Report each line of the data that contains the string "else".

───── Data listing

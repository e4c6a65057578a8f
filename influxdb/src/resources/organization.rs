//! `influxdb_organization` resource

use crate::api::orgs::{Organization, PatchOrganizationRequest, PostOrganizationRequest};
use crate::api::{cancellable, Client};
use async_trait::async_trait;
use tfplug::plan_modifier::UseStateForUnknown;
use tfplug::request::{
    CreateRequest, CreateResponse, DeleteRequest, DeleteResponse, ReadRequest, ReadResponse,
    UpdateRequest, UpdateResponse,
};
use tfplug::{AttributeBuilder, Diagnostics, ResourceSchema, ResourceV2, SchemaBuilder, State, StateBuilder};

use super::{add_api_error, echo_optional, required_string, Operation};

pub struct OrganizationResource {
    client: Client,
}

impl OrganizationResource {
    pub fn new(client: Client) -> Self {
        Self { client }
    }

    pub fn schema_static() -> ResourceSchema {
        SchemaBuilder::new()
            .description("Create and manage organizations.")
            .attribute(
                AttributeBuilder::string("id")
                    .computed()
                    .plan_modifier(Box::new(UseStateForUnknown))
                    .description("An organization ID."),
            )
            .attribute(
                AttributeBuilder::string("name")
                    .required()
                    .description("The name of the organization."),
            )
            .attribute(
                AttributeBuilder::string("description")
                    .optional()
                    .description("The description of the organization."),
            )
            .attribute(
                AttributeBuilder::string("created_at")
                    .computed()
                    .plan_modifier(Box::new(UseStateForUnknown))
                    .description("Organization creation date."),
            )
            .attribute(
                AttributeBuilder::string("updated_at")
                    .computed()
                    .description("Last Organization update date."),
            )
            .build()
    }
}

/// Attributes shared by the resource and the organization data sources
pub(crate) fn organization_values(org: &Organization) -> StateBuilder {
    StateBuilder::new()
        .string("id", &org.id)
        .string("name", &org.name)
        .optional_string("created_at", org.created_at.clone())
        .optional_string("updated_at", org.updated_at.clone())
}

fn organization_state(org: &Organization, configured_description: Option<String>) -> State {
    organization_values(org)
        .optional_string(
            "description",
            echo_optional(org.description.clone(), configured_description),
        )
        .build()
}

#[async_trait]
impl ResourceV2 for OrganizationResource {
    async fn create(&self, request: CreateRequest) -> CreateResponse {
        let mut diagnostics = Diagnostics::new();
        let plan = &request.planned_state;

        let Some(name) = required_string(plan, "name", &mut diagnostics) else {
            return CreateResponse {
                state: request.planned_state,
                diagnostics,
            };
        };
        let description = plan.get_string("description");

        let body = PostOrganizationRequest {
            name,
            description: description.clone(),
        };

        match cancellable(&request.context, self.client.orgs().create(&body)).await {
            Ok(org) => {
                tracing::info!(id = %org.id, name = %org.name, "created organization");
                CreateResponse {
                    state: organization_state(&org, description),
                    diagnostics,
                }
            }
            Err(e) => {
                add_api_error(&mut diagnostics, Operation::Create, "organization", &e);
                CreateResponse {
                    state: request.planned_state,
                    diagnostics,
                }
            }
        }
    }

    async fn read(&self, request: ReadRequest) -> ReadResponse {
        let mut diagnostics = Diagnostics::new();
        let current = &request.current_state;

        let Some(id) = required_string(current, "id", &mut diagnostics) else {
            return ReadResponse {
                state: Some(request.current_state),
                diagnostics,
            };
        };

        match cancellable(&request.context, self.client.orgs().get(&id)).await {
            Ok(org) => ReadResponse {
                state: Some(organization_state(&org, current.get_string("description"))),
                diagnostics,
            },
            Err(e) if e.is_not_found() => {
                tracing::warn!(%id, "organization not found, removing from state");
                ReadResponse {
                    state: None,
                    diagnostics,
                }
            }
            Err(e) => {
                add_api_error(&mut diagnostics, Operation::Read, "organization", &e);
                ReadResponse {
                    state: Some(request.current_state),
                    diagnostics,
                }
            }
        }
    }

    async fn update(&self, request: UpdateRequest) -> UpdateResponse {
        let mut diagnostics = Diagnostics::new();
        let plan = &request.planned_state;

        let (Some(id), Some(name)) = (
            required_string(&request.current_state, "id", &mut diagnostics),
            required_string(plan, "name", &mut diagnostics),
        ) else {
            return UpdateResponse {
                state: request.current_state,
                diagnostics,
            };
        };
        let description = plan.get_string("description");

        // An empty description clears it on the server
        let body = PatchOrganizationRequest {
            name: Some(name),
            description: Some(description.clone().unwrap_or_default()),
        };

        match cancellable(&request.context, self.client.orgs().update(&id, &body)).await {
            Ok(org) => UpdateResponse {
                state: organization_state(&org, description),
                diagnostics,
            },
            Err(e) => {
                add_api_error(&mut diagnostics, Operation::Update, "organization", &e);
                UpdateResponse {
                    state: request.current_state,
                    diagnostics,
                }
            }
        }
    }

    async fn delete(&self, request: DeleteRequest) -> DeleteResponse {
        let mut diagnostics = Diagnostics::new();

        let Some(id) = required_string(&request.current_state, "id", &mut diagnostics) else {
            return DeleteResponse { diagnostics };
        };

        match cancellable(&request.context, self.client.orgs().delete(&id)).await {
            Ok(()) => tracing::info!(%id, "deleted organization"),
            Err(e) if e.is_not_found() => {}
            Err(e) => add_api_error(&mut diagnostics, Operation::Delete, "organization", &e),
        }

        DeleteResponse { diagnostics }
    }
}
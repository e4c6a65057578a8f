use serde::{Deserialize, Serialize};

use super::client::Client;
use super::common::ApiQueryParams;
use super::error::ApiError;

#[derive(Debug, Clone, Deserialize, PartialEq)]
#[serde(rename_all = "camelCase")]
pub struct Organization {
    pub id: String,
    pub name: String,
    pub description: Option<String>,
    pub status: Option<String>,
    pub created_at: Option<String>,
    pub updated_at: Option<String>,
}

#[derive(Debug, Deserialize)]
struct Organizations {
    #[serde(default)]
    orgs: Vec<Organization>,
}

#[derive(Debug, Clone, Serialize)]
pub struct PostOrganizationRequest {
    pub name: String,
    #[serde(skip_serializing_if = "Option::is_none")]
    pub description: Option<String>,
}

#[derive(Debug, Clone, Default, Serialize)]
pub struct PatchOrganizationRequest {
    #[serde(skip_serializing_if = "Option::is_none")]
    pub name: Option<String>,
    #[serde(skip_serializing_if = "Option::is_none")]
    pub description: Option<String>,
}

/// Role a user holds within an organization
#[derive(Debug, Clone, Copy, PartialEq, Eq)]
pub enum MemberRole {
    Member,
    Owner,
}

impl MemberRole {
    pub fn as_str(&self) -> &'static str {
        match self {
            MemberRole::Member => "member",
            MemberRole::Owner => "owner",
        }
    }

    pub fn parse(value: &str) -> Option<Self> {
        match value {
            "member" => Some(MemberRole::Member),
            "owner" => Some(MemberRole::Owner),
            _ => None,
        }
    }

    fn collection(&self) -> &'static str {
        match self {
            MemberRole::Member => "members",
            MemberRole::Owner => "owners",
        }
    }
}

#[derive(Debug, Clone, Deserialize, PartialEq)]
pub struct ResourceMember {
    pub id: String,
    pub name: Option<String>,
    pub role: Option<String>,
    pub status: Option<String>,
}

#[derive(Debug, Deserialize)]
struct ResourceMembers {
    #[serde(default)]
    users: Vec<ResourceMember>,
}

#[derive(Debug, Serialize)]
struct AddResourceMemberRequest<'a> {
    id: &'a str,
}

pub struct OrgsApi<'a> {
    client: &'a Client,
}

impl<'a> OrgsApi<'a> {
    pub fn new(client: &'a Client) -> Self {
        Self { client }
    }

    /// List all organizations
    /// GET /api/v2/orgs
    pub async fn list(&self) -> Result<Vec<Organization>, ApiError> {
        self.client
            .get_all_pages("/api/v2/orgs", &ApiQueryParams::new(), |page: Organizations| {
                page.orgs
            })
            .await
    }

    /// Look up an organization by name
    /// GET /api/v2/orgs?org={name}
    pub async fn find_by_name(&self, name: &str) -> Result<Option<Organization>, ApiError> {
        let params = ApiQueryParams::new().add("org", name);
        match self
            .client
            .get_with_params::<Organizations>("/api/v2/orgs", &params)
            .await
        {
            Ok(page) => Ok(page.orgs.into_iter().find(|org| org.name == name)),
            Err(e) if e.is_not_found() => Ok(None),
            Err(e) => Err(e),
        }
    }

    /// Get a single organization
    /// GET /api/v2/orgs/{orgID}
    pub async fn get(&self, org_id: &str) -> Result<Organization, ApiError> {
        self.client
            .get(&format!("/api/v2/orgs/{}", urlencoding::encode(org_id)))
            .await
    }

    /// Create an organization
    /// POST /api/v2/orgs
    pub async fn create(
        &self,
        request: &PostOrganizationRequest,
    ) -> Result<Organization, ApiError> {
        self.client.post("/api/v2/orgs", request).await
    }

    /// Update an organization
    /// PATCH /api/v2/orgs/{orgID}
    pub async fn update(
        &self,
        org_id: &str,
        request: &PatchOrganizationRequest,
    ) -> Result<Organization, ApiError> {
        self.client
            .patch(&format!("/api/v2/orgs/{}", urlencoding::encode(org_id)), request)
            .await
    }

    /// Delete an organization
    /// DELETE /api/v2/orgs/{orgID}
    pub async fn delete(&self, org_id: &str) -> Result<(), ApiError> {
        self.client
            .delete(&format!("/api/v2/orgs/{}", urlencoding::encode(org_id)))
            .await
    }

    /// List the owners or members of an organization
    /// GET /api/v2/orgs/{orgID}/owners | /api/v2/orgs/{orgID}/members
    pub async fn list_by_role(
        &self,
        org_id: &str,
        role: MemberRole,
    ) -> Result<Vec<ResourceMember>, ApiError> {
        let members: ResourceMembers = self
            .client
            .get(&format!(
                "/api/v2/orgs/{}/{}",
                urlencoding::encode(org_id),
                role.collection()
            ))
            .await?;
        Ok(members.users)
    }

    /// Add a user to an organization with the given role
    /// POST /api/v2/orgs/{orgID}/owners | /api/v2/orgs/{orgID}/members
    pub async fn add_with_role(
        &self,
        org_id: &str,
        user_id: &str,
        role: MemberRole,
    ) -> Result<ResourceMember, ApiError> {
        self.client
            .post(
                &format!(
                    "/api/v2/orgs/{}/{}",
                    urlencoding::encode(org_id),
                    role.collection()
                ),
                &AddResourceMemberRequest { id: user_id },
            )
            .await
    }

    /// Remove a user's role from an organization
    /// DELETE /api/v2/orgs/{orgID}/owners/{userID} | /api/v2/orgs/{orgID}/members/{userID}
    pub async fn remove_with_role(
        &self,
        org_id: &str,
        user_id: &str,
        role: MemberRole,
    ) -> Result<(), ApiError> {
        self.client
            .delete(&format!(
                "/api/v2/orgs/{}/{}/{}",
                urlencoding::encode(org_id),
                role.collection(),
                urlencoding::encode(user_id)
            ))
            .await
    }
}

#[cfg(test)]
mod tests {
    use super::*;
    use crate::api::RetryConfig;
    use mockito::{Matcher, Server};

    fn client(server: &Server) -> Client {
        Client::with_config(
            &server.url(),
            "secret",
            RetryConfig {
                max_retries: 0,
                ..RetryConfig::default()
            },
        )
        .unwrap()
    }

    #[tokio::test]
    async fn create_posts_name_and_description() {
        let mut server = Server::new_async().await;
        let mock = server
            .mock("POST", "/api/v2/orgs")
            .match_body(Matcher::Json(serde_json::json!({
                "name": "acme",
                "description": "Acme Corp"
            })))
            .with_status(201)
            .with_body(
                r#"{"id":"0a1","name":"acme","description":"Acme Corp",
                    "createdAt":"2024-01-02T03:04:05Z","updatedAt":"2024-01-02T03:04:05Z"}"#,
            )
            .create_async()
            .await;

        let client = client(&server);
        let org = client
            .orgs()
            .create(&PostOrganizationRequest {
                name: "acme".to_string(),
                description: Some("Acme Corp".to_string()),
            })
            .await
            .unwrap();

        assert_eq!(org.id, "0a1");
        assert_eq!(org.created_at.as_deref(), Some("2024-01-02T03:04:05Z"));
        mock.assert_async().await;
    }

    #[tokio::test]
    async fn find_by_name_maps_not_found_to_none() {
        let mut server = Server::new_async().await;
        let _mock = server
            .mock("GET", "/api/v2/orgs")
            .match_query(Matcher::UrlEncoded("org".into(), "missing".into()))
            .with_status(404)
            .with_body(r#"{"code":"not found","message":"organization name \"missing\" not found"}"#)
            .create_async()
            .await;

        let client = client(&server);
        assert_eq!(client.orgs().find_by_name("missing").await.unwrap(), None);
    }

    #[tokio::test]
    async fn membership_uses_role_collection() {
        let mut server = Server::new_async().await;
        let add = server
            .mock("POST", "/api/v2/orgs/0a1/owners")
            .match_body(Matcher::Json(serde_json::json!({"id": "u1"})))
            .with_status(201)
            .with_body(r#"{"id":"u1","name":"jane","role":"owner"}"#)
            .create_async()
            .await;
        let list = server
            .mock("GET", "/api/v2/orgs/0a1/members")
            .with_status(200)
            .with_body(r#"{"users":[{"id":"u2","name":"joe","role":"member"}]}"#)
            .create_async()
            .await;
        let remove = server
            .mock("DELETE", "/api/v2/orgs/0a1/members/u2")
            .with_status(204)
            .create_async()
            .await;

        let client = client(&server);
        let orgs = client.orgs();
        let owner = orgs.add_with_role("0a1", "u1", MemberRole::Owner).await.unwrap();
        let members = orgs.list_by_role("0a1", MemberRole::Member).await.unwrap();
        orgs.remove_with_role("0a1", "u2", MemberRole::Member)
            .await
            .unwrap();

        assert_eq!(owner.role.as_deref(), Some("owner"));
        assert_eq!(members[0].id, "u2");
        add.assert_async().await;
        list.assert_async().await;
        remove.assert_async().await;
    }

    #[test]
    fn member_role_round_trips_names() {
        assert_eq!(MemberRole::parse("owner"), Some(MemberRole::Owner));
        assert_eq!(MemberRole::Member.as_str(), "member");
        assert_eq!(MemberRole::parse("admin"), None);
    }
}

──────────

• [Task output]:
        let Some(name) = required_string(plan, "name", &mut diagnostics) else {
        let Some(id) = required_string(current, "id", &mut diagnostics) else {
        ) else {
        let Some(id) = required_string(&request.current_state, "id", &mut diagnostics) else {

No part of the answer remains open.